_Task to complete_. Of the material below, the lines to be retyped are those from the line containing "the source of" through the line containing "NewGroup) -> Result<Group, StoreError>;", inclusive; reproduce them exactly.
--- START ---
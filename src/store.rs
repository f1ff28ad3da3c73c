use crate::group::{Group, GroupId, NewGroup, Phase, Player, PlayerId};
use async_trait::async_trait;
use std::collections::HashMap;
use std::sync::Arc;
use thiserror::Error;
use tokio::sync::RwLock;
use uuid::Uuid;

#[derive(Debug, Clone, PartialEq, Eq, Error)]
pub enum StoreError {
    #[error("{0} not found")]
    NotFound(&'static str),
    #[error("group is full")]
    CapacityExceeded,
    #[error("store unavailable: {0}")]
    Unavailable(String),
}

/// Durable home of group and player records.
///
/// The session coordinator treats the in-memory session as the source of
/// truth while a group is live and writes back on joins and round ends.
#[async_trait]
pub trait RosterStore: Send + Sync {
    async fn create_group(&self, group: NewGroup) -> Result<Group, StoreError>;

    async fn list_groups(&self) -> Result<Vec<Group>, StoreError>;

    async fn get_group(&self, id: GroupId) -> Result<Group, StoreError>;

    async fn add_player_to_group(
        &self,
        group_id: GroupId,
        player_id: PlayerId,
    ) -> Result<Group, StoreError>;

    async fn save_group(&self, group: &Group) -> Result<(), StoreError>;

    async fn create_player(&self, username: &str) -> Result<Player, StoreError>;

    /// Removes a player that never made it into a group.
    async fn delete_player(&self, id: PlayerId) -> Result<(), StoreError>;

    /// Returns the known players among `ids`, in the order requested.
    async fn get_players_by_ids(&self, ids: &[PlayerId]) -> Result<Vec<Player>, StoreError>;

    async fn save_players(&self, players: &[Player]) -> Result<(), StoreError>;
}

#[derive(Default)]
struct Inner {
    groups: HashMap<GroupId, Group>,
    players: HashMap<PlayerId, Player>,
}

#[derive(Clone, Default)]
pub struct InMemoryRosterStore {
    inner: Arc<RwLock<Inner>>,
}

impl InMemoryRosterStore {
    pub fn new() -> Self {
        Default::default()
    }

    pub async fn player_count(&self) -> usize {
        self.inner.read().await.players.len()
    }
}

#[async_trait]
impl RosterStore for InMemoryRosterStore {
    async fn create_group(&self, group: NewGroup) -> Result<Group, StoreError> {
        let group = Group {
            id: Uuid::new_v4(),
            name: group.name,
            max_players: group.max_players,
            game_timer_seconds: group.game_timer_seconds,
            players: Vec::new(),
            phase: Phase::Waiting,
            round: 0,
            created_at: chrono::Utc::now(),
        };
        self.inner
            .write()
            .await
            .groups
            .insert(group.id, group.clone());
        Ok(group)
    }

    async fn list_groups(&self) -> Result<Vec<Group>, StoreError> {
        let inner = self.inner.read().await;
        let mut groups: Vec<Group> = inner.groups.values().cloned().collect();
        groups.sort_by_key(|group| group.created_at);
        Ok(groups)
    }

    async fn get_group(&self, id: GroupId) -> Result<Group, StoreError> {
        self.inner
            .read()
            .await
            .groups
            .get(&id)
            .cloned()
            .ok_or(StoreError::NotFound("group"))
    }

    async fn add_player_to_group(
        &self,
        group_id: GroupId,
        player_id: PlayerId,
    ) -> Result<Group, StoreError> {
        let mut inner = self.inner.write().await;
        if !inner.players.contains_key(&player_id) {
            return Err(StoreError::NotFound("player"));
        }
        let group = inner
            .groups
            .get_mut(&group_id)
            .ok_or(StoreError::NotFound("group"))?;
        if group.has_player(&player_id) {
            return Ok(group.clone());
        }
        if group.is_full() {
            return Err(StoreError::CapacityExceeded);
        }
        group.players.push(player_id);
        Ok(group.clone())
    }

    async fn save_group(&self, group: &Group) -> Result<(), StoreError> {
        self.inner
            .write()
            .await
            .groups
            .insert(group.id, group.clone());
        Ok(())
    }

    async fn create_player(&self, username: &str) -> Result<Player, StoreError> {
        let player = Player {
            id: Uuid::new_v4(),
            username: username.to_string(),
            score: 0,
        };
        self.inner
            .write()
            .await
            .players
            .insert(player.id, player.clone());
        Ok(player)
    }

    async fn delete_player(&self, id: PlayerId) -> Result<(), StoreError> {
        self.inner
            .write()
            .await
            .players
            .remove(&id)
            .map(|_| ())
            .ok_or(StoreError::NotFound("player"))
    }

    async fn get_players_by_ids(&self, ids: &[PlayerId]) -> Result<Vec<Player>, StoreError> {
        let inner = self.inner.read().await;
        Ok(ids
            .iter()
            .filter_map(|id| inner.players.get(id).cloned())
            .collect())
    }

    async fn save_players(&self, players: &[Player]) -> Result<(), StoreError> {
        let mut inner = self.inner.write().await;
        for player in players {
            inner.players.insert(player.id, player.clone());
        }
        Ok(())
    }
}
--- END ---
_Solution to this task_.
/// The session coordinator treats the in-memory session as the source of
/// truth while a group is live and writes back on joins and round ends.
#[async_trait]
pub trait RosterStore: Send + Sync {
    async fn create_group(&self, group: NewGroup) -> Result<Group, StoreError>;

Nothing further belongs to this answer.